> Stored entries:
*** Block opens ***

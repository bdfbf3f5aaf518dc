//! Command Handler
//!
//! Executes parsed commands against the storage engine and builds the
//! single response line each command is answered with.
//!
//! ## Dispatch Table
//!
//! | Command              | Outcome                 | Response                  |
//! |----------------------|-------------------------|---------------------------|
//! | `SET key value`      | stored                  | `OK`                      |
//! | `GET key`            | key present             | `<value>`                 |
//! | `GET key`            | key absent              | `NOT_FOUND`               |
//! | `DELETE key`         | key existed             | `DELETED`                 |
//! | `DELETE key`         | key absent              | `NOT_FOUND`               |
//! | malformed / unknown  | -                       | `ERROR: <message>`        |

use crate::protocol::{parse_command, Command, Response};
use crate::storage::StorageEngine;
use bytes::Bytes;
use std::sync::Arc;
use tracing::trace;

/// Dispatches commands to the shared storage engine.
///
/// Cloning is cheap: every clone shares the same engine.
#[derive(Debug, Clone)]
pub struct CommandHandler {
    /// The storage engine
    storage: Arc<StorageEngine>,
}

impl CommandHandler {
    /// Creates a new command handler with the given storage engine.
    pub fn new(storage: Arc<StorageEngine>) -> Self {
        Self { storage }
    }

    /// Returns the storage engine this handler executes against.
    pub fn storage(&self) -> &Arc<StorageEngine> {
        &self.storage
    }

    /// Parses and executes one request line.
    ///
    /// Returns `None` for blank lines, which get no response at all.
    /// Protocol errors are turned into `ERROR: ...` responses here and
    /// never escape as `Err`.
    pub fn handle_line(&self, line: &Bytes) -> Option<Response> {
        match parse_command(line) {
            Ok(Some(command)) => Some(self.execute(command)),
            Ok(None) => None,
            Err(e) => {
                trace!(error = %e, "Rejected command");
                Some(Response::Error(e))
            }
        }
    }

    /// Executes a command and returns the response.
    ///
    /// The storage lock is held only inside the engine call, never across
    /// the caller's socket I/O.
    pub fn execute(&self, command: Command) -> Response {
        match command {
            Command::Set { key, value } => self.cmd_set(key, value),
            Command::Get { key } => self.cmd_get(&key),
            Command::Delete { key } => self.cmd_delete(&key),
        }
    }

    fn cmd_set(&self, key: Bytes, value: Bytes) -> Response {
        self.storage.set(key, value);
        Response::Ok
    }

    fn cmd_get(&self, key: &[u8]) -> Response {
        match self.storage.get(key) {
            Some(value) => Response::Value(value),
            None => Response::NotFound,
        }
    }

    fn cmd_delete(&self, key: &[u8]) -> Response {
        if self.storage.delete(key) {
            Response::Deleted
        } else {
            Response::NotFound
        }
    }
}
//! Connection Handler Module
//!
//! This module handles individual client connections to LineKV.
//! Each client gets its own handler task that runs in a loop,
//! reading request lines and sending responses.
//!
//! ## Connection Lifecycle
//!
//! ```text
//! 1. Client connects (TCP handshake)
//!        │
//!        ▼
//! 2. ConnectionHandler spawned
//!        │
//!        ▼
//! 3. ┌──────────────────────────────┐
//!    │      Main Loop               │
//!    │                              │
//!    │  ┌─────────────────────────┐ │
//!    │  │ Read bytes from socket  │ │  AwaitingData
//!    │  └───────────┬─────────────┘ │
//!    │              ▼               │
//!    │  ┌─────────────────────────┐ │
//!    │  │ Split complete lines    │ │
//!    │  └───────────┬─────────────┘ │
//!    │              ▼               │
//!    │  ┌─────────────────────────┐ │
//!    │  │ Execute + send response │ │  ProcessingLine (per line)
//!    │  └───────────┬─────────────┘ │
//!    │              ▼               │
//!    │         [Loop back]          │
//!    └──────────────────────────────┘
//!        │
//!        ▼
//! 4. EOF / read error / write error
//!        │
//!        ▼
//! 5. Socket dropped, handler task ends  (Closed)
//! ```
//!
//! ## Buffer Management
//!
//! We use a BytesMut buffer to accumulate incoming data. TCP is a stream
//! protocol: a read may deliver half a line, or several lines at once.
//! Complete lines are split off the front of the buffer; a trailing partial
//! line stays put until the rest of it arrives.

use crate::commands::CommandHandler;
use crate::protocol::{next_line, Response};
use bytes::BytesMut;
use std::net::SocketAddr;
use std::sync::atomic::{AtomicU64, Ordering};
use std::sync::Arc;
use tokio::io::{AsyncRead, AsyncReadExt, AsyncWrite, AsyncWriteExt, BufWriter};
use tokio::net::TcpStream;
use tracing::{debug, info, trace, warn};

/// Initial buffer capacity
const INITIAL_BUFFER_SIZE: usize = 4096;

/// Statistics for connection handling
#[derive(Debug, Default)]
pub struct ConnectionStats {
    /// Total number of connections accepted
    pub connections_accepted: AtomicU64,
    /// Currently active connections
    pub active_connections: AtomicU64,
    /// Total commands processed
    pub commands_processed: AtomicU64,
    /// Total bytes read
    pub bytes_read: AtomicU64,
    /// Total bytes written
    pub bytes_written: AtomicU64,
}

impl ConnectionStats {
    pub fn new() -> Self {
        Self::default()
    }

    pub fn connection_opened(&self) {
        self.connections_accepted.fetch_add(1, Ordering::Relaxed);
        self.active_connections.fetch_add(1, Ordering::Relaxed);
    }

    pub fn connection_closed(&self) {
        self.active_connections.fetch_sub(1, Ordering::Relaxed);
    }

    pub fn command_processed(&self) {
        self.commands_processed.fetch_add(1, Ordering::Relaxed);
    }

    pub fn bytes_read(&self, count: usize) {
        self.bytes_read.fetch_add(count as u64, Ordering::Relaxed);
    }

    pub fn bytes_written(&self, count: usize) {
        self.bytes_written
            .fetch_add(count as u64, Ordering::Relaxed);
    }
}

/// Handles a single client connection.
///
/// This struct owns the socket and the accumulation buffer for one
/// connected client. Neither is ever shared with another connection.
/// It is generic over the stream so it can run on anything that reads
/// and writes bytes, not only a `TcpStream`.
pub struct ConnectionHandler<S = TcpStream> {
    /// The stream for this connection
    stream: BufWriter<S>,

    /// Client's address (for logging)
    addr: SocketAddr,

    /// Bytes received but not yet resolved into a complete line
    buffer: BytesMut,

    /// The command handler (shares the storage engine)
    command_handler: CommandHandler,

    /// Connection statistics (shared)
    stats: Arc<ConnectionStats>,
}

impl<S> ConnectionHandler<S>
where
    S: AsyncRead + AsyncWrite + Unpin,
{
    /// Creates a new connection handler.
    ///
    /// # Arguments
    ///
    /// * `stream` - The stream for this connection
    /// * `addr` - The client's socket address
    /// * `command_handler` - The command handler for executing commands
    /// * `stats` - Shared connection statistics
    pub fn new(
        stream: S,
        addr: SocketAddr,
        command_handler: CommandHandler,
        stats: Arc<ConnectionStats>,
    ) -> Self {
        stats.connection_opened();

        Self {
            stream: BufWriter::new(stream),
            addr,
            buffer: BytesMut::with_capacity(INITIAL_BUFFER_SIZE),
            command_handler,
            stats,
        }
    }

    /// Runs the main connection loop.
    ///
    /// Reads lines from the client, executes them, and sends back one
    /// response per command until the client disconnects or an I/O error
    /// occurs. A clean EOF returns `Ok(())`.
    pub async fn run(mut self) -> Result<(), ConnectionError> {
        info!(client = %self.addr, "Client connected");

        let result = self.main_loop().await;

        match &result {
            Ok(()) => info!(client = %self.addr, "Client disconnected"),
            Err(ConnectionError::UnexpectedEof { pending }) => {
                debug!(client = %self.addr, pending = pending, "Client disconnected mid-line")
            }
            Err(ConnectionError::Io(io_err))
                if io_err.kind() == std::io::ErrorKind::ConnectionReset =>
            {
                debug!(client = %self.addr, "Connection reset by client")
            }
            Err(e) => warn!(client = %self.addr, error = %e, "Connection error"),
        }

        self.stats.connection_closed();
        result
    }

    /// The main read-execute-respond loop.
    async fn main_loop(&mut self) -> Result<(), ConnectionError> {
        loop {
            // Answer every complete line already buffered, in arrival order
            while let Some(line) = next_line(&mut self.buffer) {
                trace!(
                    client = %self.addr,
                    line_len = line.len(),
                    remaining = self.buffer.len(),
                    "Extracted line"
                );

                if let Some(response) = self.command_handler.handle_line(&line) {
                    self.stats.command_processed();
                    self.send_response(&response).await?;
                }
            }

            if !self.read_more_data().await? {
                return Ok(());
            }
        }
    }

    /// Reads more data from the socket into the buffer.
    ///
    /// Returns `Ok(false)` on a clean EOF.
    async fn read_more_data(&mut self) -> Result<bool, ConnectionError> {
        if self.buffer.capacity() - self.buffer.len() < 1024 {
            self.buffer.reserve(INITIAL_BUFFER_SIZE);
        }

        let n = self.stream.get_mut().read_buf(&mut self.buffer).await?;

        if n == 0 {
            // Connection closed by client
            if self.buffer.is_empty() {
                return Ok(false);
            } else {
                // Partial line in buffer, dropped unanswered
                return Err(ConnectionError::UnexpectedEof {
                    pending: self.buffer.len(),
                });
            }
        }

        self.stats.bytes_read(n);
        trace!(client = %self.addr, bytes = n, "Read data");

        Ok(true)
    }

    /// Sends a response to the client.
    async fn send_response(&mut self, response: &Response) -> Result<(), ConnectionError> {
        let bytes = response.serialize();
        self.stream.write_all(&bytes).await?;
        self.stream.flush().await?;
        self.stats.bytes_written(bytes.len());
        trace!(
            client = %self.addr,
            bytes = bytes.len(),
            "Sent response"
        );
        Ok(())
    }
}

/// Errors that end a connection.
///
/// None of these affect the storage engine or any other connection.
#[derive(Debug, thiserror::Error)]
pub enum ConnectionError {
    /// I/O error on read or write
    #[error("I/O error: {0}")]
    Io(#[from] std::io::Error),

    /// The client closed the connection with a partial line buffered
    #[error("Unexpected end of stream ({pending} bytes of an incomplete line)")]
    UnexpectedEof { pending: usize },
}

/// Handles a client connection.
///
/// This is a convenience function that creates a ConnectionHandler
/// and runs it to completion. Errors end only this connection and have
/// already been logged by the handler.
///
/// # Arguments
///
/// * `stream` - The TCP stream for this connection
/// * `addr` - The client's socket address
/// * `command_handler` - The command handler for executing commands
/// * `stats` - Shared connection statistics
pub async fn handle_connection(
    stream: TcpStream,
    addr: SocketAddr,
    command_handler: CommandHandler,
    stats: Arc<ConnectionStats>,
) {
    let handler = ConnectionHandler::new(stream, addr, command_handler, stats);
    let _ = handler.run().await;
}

*** Block closes ***

> TASK DESCRIPTION:
After locating the line with "self.buffer.reserve(INITIAL_BUFFER_SIZE);" above, return that line and every later line through the one with "trace!(client = %self.addr, bytes", word for word and with nothing else.

> RESPONSE TO THIS TASK:
            self.buffer.reserve(INITIAL_BUFFER_SIZE);
        }

        let n = self.stream.get_mut().read_buf(&mut self.buffer).await?;

        if n == 0 {
            // Connection closed by client
            if self.buffer.is_empty() {
                return Ok(false);
            } else {
                // Partial line in buffer, dropped unanswered
                return Err(ConnectionError::UnexpectedEof {
                    pending: self.buffer.len(),
                });
            }
        }

        self.stats.bytes_read(n);
        trace!(client = %self.addr, bytes = n, "Read data");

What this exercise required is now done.